Read: David Falkayn: Star Trader
Reading Anderson’s Technic Civilization Sage makes you feel like a historian who tries to piece together the story of a society long gone by looking at a few personal accounts, by following the exploits, the fates and fortunes, of a few exceptional individuals. There are no records of ordinary persons.
You may get romantic notions of adventures, reckless and successful quests. And yet, Anderson manages to also show the dark(er) side, to hint at the fate of those left behind. That is quite an accomplishment. I still believe that not writing a unified tome (with multiple time lines, going back and forth), not putting everything in one book but having a collection of short stories and novellas is cause for how much better this work seems compared to other, more recent space operas.

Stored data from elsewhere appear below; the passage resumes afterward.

use futures::future::try_join_all;
use std::sync::atomic::{AtomicUsize, Ordering};
use std::time::Instant;
use tokio::sync::Semaphore;

use super::{ChapterError, ChapterWriter};
use crate::book::{BookContext, Chapter, ChapterOutline, ReviewRequest};
use crate::language_model::LanguageModel;
use crate::logging::LogLevel;
use crate::review::ReviewService;

pub struct FanOutOptions<'a> {
    pub max_concurrency: usize,
    pub reviewer: Option<&'a ReviewService<'a>>,
}

impl Default for FanOutOptions<'_> {
    fn default() -> Self {
        Self {
            max_concurrency: 3,
            reviewer: None,
        }
    }
}

/// Writes every outline entry concurrently, at most `max_concurrency` model
/// calls at a time. The first failure cancels the remaining chapters.
/// Chapters come back in outline order.
pub async fn write_chapters_parallel<M: LanguageModel + ?Sized>(
    writer: &ChapterWriter<'_>,
    model: &M,
    outlines: &[ChapterOutline],
    context: &BookContext,
    options: FanOutOptions<'_>,
) -> Result<Vec<Chapter>, ChapterError> {
    let permits = options.max_concurrency.max(1);
    let semaphore = Semaphore::new(permits);
    let completed = AtomicUsize::new(0);
    let total = outlines.len();
    writer.log(
        LogLevel::Info,
        format!("Writing {total} chapters, {permits} at a time"),
    );

    let tasks = outlines.iter().map(|outline| {
        let semaphore = &semaphore;
        let completed = &completed;
        let reviewer = options.reviewer;
        async move {
            // The semaphore is local and never closed.
            let _permit = semaphore
                .acquire()
                .await
                .map_err(|_| ChapterError::SchedulerClosed)?;

            writer.log(LogLevel::Info, format!("Starting chapter: {}", outline.title));
            let started = Instant::now();
            let mut chapter = writer.write_chapter(model, outline, context).await?;

            if let Some(reviewer) = reviewer {
                let request = ReviewRequest::new(&chapter.title, &chapter.content)?
                    .with_description(outline.description.clone())
                    .with_max_tokens(outline.expected_length.max_tokens());
                let revised = reviewer
                    .review(model, &request, context)
                    .await
                    .map_err(|source| ChapterError::Review {
                        title: outline.title.clone(),
                        source,
                    })?;
                chapter = Chapter::new(outline.title.clone(), revised)
                    .with_generation_time(started.elapsed().as_secs_f64());
            }

            let done = completed.fetch_add(1, Ordering::SeqCst) + 1;
            writer.log(
                LogLevel::Info,
                format!(
                    "Chapter finished ({done}/{total}): {} in {:.1}s",
                    outline.title,
                    chapter.generation_time.unwrap_or_default()
                ),
            );
            Ok::<_, ChapterError>(chapter)
        }
    });

    // try_join_all yields results in input order, whatever order they finished in.
    try_join_all(tasks).await
}

#[cfg(test)]
mod tests {
    use super::*;
    use crate::book::{BookRequest, OutputLanguage};
    use crate::language_model::{CompletionRequest, LanguageModelError};
    use crate::logging::VecLogSink;
    use crate::prompts::PromptRegistry;
    use async_trait::async_trait;
    use std::time::Duration;

    /// Answers after a delay that shrinks with the chapter number so later
    /// chapters finish first.
    #[derive(Default)]
    struct SlowModel {
        in_flight: AtomicUsize,
        peak: AtomicUsize,
        fail_on: Option<&'static str>,
    }

    #[async_trait]
    impl LanguageModel for SlowModel {
        async fn complete(
            &self,
            request: &CompletionRequest,
        ) -> Result<String, LanguageModelError> {
            let now = self.in_flight.fetch_add(1, Ordering::SeqCst) + 1;
            self.peak.fetch_max(now, Ordering::SeqCst);

            let number: u64 = request
                .prompt
                .lines()
                .find_map(|line| line.strip_prefix("# Part "))
                .and_then(|rest| rest.trim().parse().ok())
                .unwrap_or(1);
            tokio::time::sleep(Duration::from_millis(60u64.saturating_sub(number * 10))).await;
            self.in_flight.fetch_sub(1, Ordering::SeqCst);

            if let Some(marker) = self.fail_on {
                if request.prompt.contains(marker) {
                    return Err(LanguageModelError::msg("rate limited"));
                }
            }
            Ok(format!("# Part {number}\n\nBody {number}"))
        }
    }

    fn outlines(count: usize) -> Vec<ChapterOutline> {
        (1..=count)
            .map(|n| ChapterOutline::new(format!("Part {n}"), format!("Section {n}")))
            .collect()
    }

    fn context() -> BookContext {
        let request = BookRequest::new("Python", "Teach basic programming", "Beginners").unwrap();
        BookContext::from_request(&request, OutputLanguage::English)
    }

    #[tokio::test]
    async fn keeps_outline_order_and_bound() {
        let prompts = PromptRegistry::new().unwrap();
        let sink = VecLogSink::new();
        let writer = ChapterWriter::new(&prompts, &sink);
        let model = SlowModel::default();
        let outlines = outlines(5);

        let chapters = write_chapters_parallel(
            &writer,
            &model,
            &outlines,
            &context(),
            FanOutOptions {
                max_concurrency: 2,
                reviewer: None,
            },
        )
        .await
        .unwrap();

        let titles: Vec<_> = chapters.iter().map(|c| c.title.as_str()).collect();
        assert_eq!(titles, ["Part 1", "Part 2", "Part 3", "Part 4", "Part 5"]);
        assert!(model.peak.load(Ordering::SeqCst) <= 2);
        assert!(sink.contains("Chapter finished (5/5)"));
    }

    #[tokio::test]
    async fn repeated_titles_keep_one_chapter_per_entry() {
        let prompts = PromptRegistry::new().unwrap();
        let sink = VecLogSink::new();
        let writer = ChapterWriter::new(&prompts, &sink);
        let model = SlowModel::default();
        let outlines = vec![
            ChapterOutline::new("Part 1", "First pass"),
            ChapterOutline::new("Part 2", "Middle"),
            ChapterOutline::new("Part 1", "Second pass"),
        ];

        let chapters = write_chapters_parallel(
            &writer,
            &model,
            &outlines,
            &context(),
            FanOutOptions::default(),
        )
        .await
        .unwrap();

        assert_eq!(chapters.len(), outlines.len());
        let titles: Vec<_> = chapters.iter().map(|c| c.title.as_str()).collect();
        assert_eq!(titles, ["Part 1", "Part 2", "Part 1"]);
    }

    #[tokio::test]
    async fn zero_concurrency_still_makes_progress() {
        let prompts = PromptRegistry::new().unwrap();
        let sink = VecLogSink::new();
        let writer = ChapterWriter::new(&prompts, &sink);
        let model = SlowModel::default();

        let chapters = write_chapters_parallel(
            &writer,
            &model,
            &outlines(3),
            &context(),
            FanOutOptions {
                max_concurrency: 0,
                reviewer: None,
            },
        )
        .await
        .unwrap();

        assert_eq!(chapters.len(), 3);
        assert_eq!(model.peak.load(Ordering::SeqCst), 1);
    }

    #[tokio::test]
    async fn one_failure_fails_the_batch() {
        let prompts = PromptRegistry::new().unwrap();
        let sink = VecLogSink::new();
        let writer = ChapterWriter::new(&prompts, &sink);
        let model = SlowModel {
            fail_on: Some("# Part 2"),
            ..SlowModel::default()
        };

        let err = write_chapters_parallel(
            &writer,
            &model,
            &outlines(4),
            &context(),
            FanOutOptions::default(),
        )
        .await
        .unwrap_err();

        assert!(matches!(err, ChapterError::Model { title, .. } if title == "Part 2"));
    }

    #[tokio::test]
    async fn short_chapters_fail_review_validation() {
        let prompts = PromptRegistry::new().unwrap();
        let sink = VecLogSink::new();
        let writer = ChapterWriter::new(&prompts, &sink);
        let reviewer = ReviewService::new(&prompts, &sink);
        let model = SlowModel::default();
        let outlines: Vec<_> = (1..=2)
            .map(|n| ChapterOutline::new(format!("Part {n}"), "Long enough section"))
            .collect();

        // Answers are shorter than a reviewable chapter.
        let err = write_chapters_parallel(
            &writer,
            &model,
            &outlines,
            &context(),
            FanOutOptions {
                max_concurrency: 1,
                reviewer: Some(&reviewer),
            },
        )
        .await
        .unwrap_err();

        assert!(matches!(err, ChapterError::Validation(_)));
    }
}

The self-contained small(er) pieces are fun to read. You a read a story and you can put down the book feeling (entertained and) satisfied and rewarded. Reading never becomes chore, you do not have to read on so that something …anything happens! Instead a lot is happening in just a few pages. Of course, the frequent re-introductions of the protagonists are repetitive but some new facets are added to the characters every time and so you do not mind.
A final observation, though. While the physics (as far as you can expect from a science fiction novel) and economics seems sound (ok, this is not a textbook) I am not so sure about the armchair sociobiology that Anderson is feeding his readers. On the other hand, given that the short stories and novellas were written in the 60s and early 70s he was certainly was at the forefront of the idea that and how biological factors (like being a herbivore, carnivore, omnivore) determine individual social behavior and society. E.O. Wilson’s Sociobiology was only published in the mid-70s.